Marketers love a bargain. So do finance teams. But chasing lower costs without proving that the work actually changes minds or moves product is a trap. My view is simple: effectiveness has to lead efficiency, or we are just optimizing waste.
This is not abstract theory. It is the daily choice inside every campaign plan, budget review, and creative brief. It is also why the conversation from a senior voice in drinks hits hard for me.
“Any drive towards efficiency can only work if effectiveness is a focus,” said Diageo’s marketing and innovation director for GB.
That line should be printed on the first page of every media plan. We should stop treating cheap impressions as progress and start proving impact instead.
What We Measure Shapes What We Get
Efficiency without a clear outcome anchors teams to vanity metrics. Low CPMs, perfect frequency caps, and neat spreadsheets feel good. They do not guarantee growth. If your creative fails to stick, your savings are meaningless.
Effectiveness defines the job, then efficiency refines the method. The order matters. Set the goal first. Is the aim to build mental availability, drive penetration, or nudge a repeat purchase? Only then should we cut waste and sharpen spend.
Too many plans chase the cheapest reach and end up narrowing the audience. That approach can harm future demand. It might look tidy on a dashboard, yet it strips out the broad exposure brands need to stay in the conversation.
There is also the creative factor. A low-cost buy can still be expensive if the idea lacks distinctiveness. If people do not remember you, they will not choose you. Efficiency cannot rescue weak work.
The Case For Effectiveness First
When leaders insist on effectiveness, teams start by asking better questions. What problem are we solving? For whom? How will we know we succeeded? That mindset changes the mix, the message, and the measurement plan.
Short-term wins matter, but brand strength pays the bills next year. Performance media should be held to sales or leads. Brand media should be held to reach, memory, and future demand. Blurring those jobs confuses results and frustrates teams.
Some will argue that tight budgets leave no choice but to cut. I get the pressure. But cutting with no strategy often costs more later. You save pennies on media and lose pounds in future sales. That is the hidden price of chasing “efficiency” in isolation.
How To Put Effectiveness First
You can demand both impact and value. Start with the outcome, then tune the engine.
- Define a single, clear objective for each campaign.
- Choose metrics that match the job: sales for activation, reach and recall for brand.

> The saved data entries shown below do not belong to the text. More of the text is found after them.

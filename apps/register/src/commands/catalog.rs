//! # Catalog Commands

use barber_core::{Product, Service};
use serde::Serialize;
use tracing::debug;

use crate::error::ApiError;
use crate::state::RegisterState;

/// Everything the register can sell.
#[derive(Debug, Clone, Serialize)]
#[serde(rename_all = "camelCase")]
pub struct CatalogResponse {
    pub services: Vec<Service>,
    pub products: Vec<Product>,
}

/// Lists services and products.
///
/// `query` narrows the product list by name (case-insensitive); services
/// are always listed in full.
pub fn get_catalog(state: &RegisterState, query: Option<&str>) -> Result<CatalogResponse, ApiError> {
    debug!(query = ?query, "get_catalog command");

    let catalog = state.catalog();
    let products = catalog
        .search_products(query.unwrap_or_default())
        .into_iter()
        .cloned()
        .collect();

    Ok(CatalogResponse {
        services: catalog.services().to_vec(),
        products,
    })
}

#[cfg(test)]
mod tests {
    use super::*;
    use crate::state::ConfigState;
    use barber_core::InMemoryCatalog;

    #[test]
    fn test_full_catalog() {
        let state = RegisterState::new(ConfigState::default(), InMemoryCatalog::sample());
        let response = get_catalog(&state, None).unwrap();

        assert_eq!(response.services.len(), 5);
        assert_eq!(response.products.len(), 4);
        assert_eq!(response.services[0].name, "Regular Haircut");
    }

    #[test]
    fn test_product_search() {
        let state = RegisterState::new(ConfigState::default(), InMemoryCatalog::sample());
        let response = get_catalog(&state, Some("hair")).unwrap();

        let ids: Vec<&str> = response.products.iter().map(|p| p.id.as_str()).collect();
        assert_eq!(ids, vec!["p3"]);
        assert_eq!(response.services.len(), 5);
    }
}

- Set creative standards before media savings. Distinctive assets are non-negotiable.
- Plan reach across light buyers, not just heavy users.
- Test, learn, and adjust. Cut what does not work, fund what does.
Do this well and efficiency becomes the reward, not the goal. Your money goes further because your plan is anchored to outcomes that matter.
Why This Matters Now
CFOs are asking harder questions. Teams face more channels, more data, and less time. It is tempting to chase the quick win. But the brands that last use discipline. They keep effectiveness at the center, then squeeze cost after the strategy is sound.
That is the signal in the Diageo remark. It is a reminder to be brave. To protect the dollars that build memory and reach new buyers. To resist the glow of a cheap metric that does not change behavior.
The best efficiency is produced by effective work. Everything else is a false saving.
The Bottom Line
I want marketers to stop bragging about discounts and start bragging about outcomes. Hold your teams to results, not just rates. Ask whether your plan creates future demand and present sales. If the answer is unclear, you are not done.
My call to action: set effectiveness targets first, lock creative standards second, and hunt for savings last. Protect reach. Measure what matters. Fund what proves it works. Then cut the rest with confidence.
If we get that order right, we will spend less to get more. If we do not, we will keep trimming fat and hitting bone. The choice is ours.